A move towards looking at population health management and developing workforce plans is vital – both of these must be done system wide.

   


Building on stable leadership: stable organisations

A factor that helped us in the north east and Cumbria was that we already had an existing stable set of organisations, more so than in many other parts of the country. Our leaders already know each other which is a real benefit and enabled us to use those relationships to move things forward. I'm not saying any of this is easy, it isn't, but that was a helpful base from which to start.

By national standards, on some targets (four-hour A&E target and cancer treatment times) we do relatively well, but we always want to stay ahead of the game in delivering the best services we can for local people.

 

Getting the right incentives

We still see trusts seeking to maintain a degree of independence on the issues which they are judged externally by the national bodies. This understandably includes finance, performance and recruitment and retention issues. We have to incentivise the right behaviours as a national health and care system.

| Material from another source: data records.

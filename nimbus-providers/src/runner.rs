use async_trait::async_trait;
use tokio::process::Command;

use crate::context::CallContext;
use crate::error::{BackendError, BackendResult};

#[derive(Debug, Clone, Default, PartialEq, Eq)]
pub struct CommandOutput {
    pub status: i32,
    pub stdout: String,
    pub stderr: String,
}

impl CommandOutput {
    pub fn ok(stdout: impl Into<String>) -> Self {
        Self {
            status: 0,
            stdout: stdout.into(),
            stderr: String::new(),
        }
    }

    pub fn failed(status: i32, stderr: impl Into<String>) -> Self {
        Self {
            status,
            stdout: String::new(),
            stderr: stderr.into(),
        }
    }

    pub fn success(&self) -> bool {
        self.status == 0
    }

    /// Turns a non-zero exit into `Rejected` carrying stderr.
    pub fn check(self, program: &str) -> BackendResult<CommandOutput> {
        if self.success() {
            Ok(self)
        } else {
            Err(BackendError::Rejected(format!(
                "{program} exited {}: {}",
                self.status,
                self.stderr.trim()
            )))
        }
    }

    pub fn mentions_not_found(&self) -> bool {
        let err = self.stderr.to_ascii_lowercase();
        err.contains("not found") || err.contains("no such") || err.contains("failed to get")
    }
}

/// Runs host binaries (virsh, nginx, ovs-vsctl, iptables, qemu-img, ...).
#[async_trait]
pub trait CommandRunner: Send + Sync {
    async fn run(&self, ctx: &CallContext, program: &str, args: &[&str]) -> BackendResult<CommandOutput>;
}

/// Real process runner. A cancelled or timed-out call kills the child.
#[derive(Debug, Default, Clone)]
pub struct HostRunner;

#[async_trait]
impl CommandRunner for HostRunner {
    async fn run(&self, ctx: &CallContext, program: &str, args: &[&str]) -> BackendResult<CommandOutput> {
        tracing::debug!(program, ?args, "exec");
        let mut cmd = Command::new(program);
        cmd.args(args).kill_on_drop(true);
        let fut = async {
            let out = cmd.output().await.map_err(|e| match e.kind() {
                std::io::ErrorKind::NotFound => BackendError::BinaryMissing(program.to_string()),
                _ => BackendError::Unavailable(format!("{program}: {e}")),
            })?;
            Ok(CommandOutput {
                status: out.status.code().unwrap_or(-1),
                stdout: String::from_utf8_lossy(&out.stdout).into_owned(),
                stderr: String::from_utf8_lossy(&out.stderr).into_owned(),
            })
        };
        ctx.run(fut).await
    }
}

There are real consequences for individual leaders and organisations taking the risk to effect change which is collaborative and delivers better services for patients. That cannot be right. There are still big financial consequences for trusts if they try to manage demand and provide more services in community and home settings. If that proves successful and drives less activity, or activity in cheaper settings, it still affects a trust’s bottom line and if their financial position deteriorates, that has consequences which can be hard to manage. Likewise, there are heavy sanctions for breaching the agency staff bill or overspending.

The national bodies want to see change driven locally but if that change knocks a key performance target off the beam as a consequence, in my experience, there’s not a lot of forgiveness.

We need to get a common understanding of 'doing the right thing'. The local system overall should benefit from initiatives to collaborate and integrate care, but the financial consequences may well sit in different places. For instance, CCGs could benefit but providers lose but overall if patients benefit, it is the right thing to do. Maybe it’s time to move from tariff based payments to something more intelligent, which will incentivise the right behaviours. We have to find the right currency or compensate each other when change drives financial loss.

We need to get a common understanding of 'doing the right thing'. The local system overall should benefit from initiatives to collaborate and integrate care, but the financial consequences may well sit in different places.

   


What does the future hold?

If STPs/ICSs prove successful, digital transformation will have played a big part. I’m a believer that technology can help us move at pace and transform how care is delivered – phone apps, sharing records, interoperable systems, telemedicine and telehealth at scale out in communities will all have a part to play.

There is so much we can do and should be doing. I foresee people being able to manage their long-term conditions much more easily using apps and having phone conversations with specialist nurses remotely to help manage their own conditions. Similarly, technology can make a big different to frontline clinicians’ ability to make a quick and accurate diagnosis.

In the future, I can see airline style check-in to hospitals. Patients will put in their own data, register themselves, make e-appointments and e-book with GPs. Delivering care to patients through technology should be quicker, safer and provide better access.

The digital capital fund will help but we should also give exemplar trusts a remit to roll things out across wider footprints, which will enable it to happen more quickly. This is one area where I would support greater direction and a mandate from the centre. You could push and use mandating and licensing regimes to speed things up and spread good practice quicker for the benefit of local people.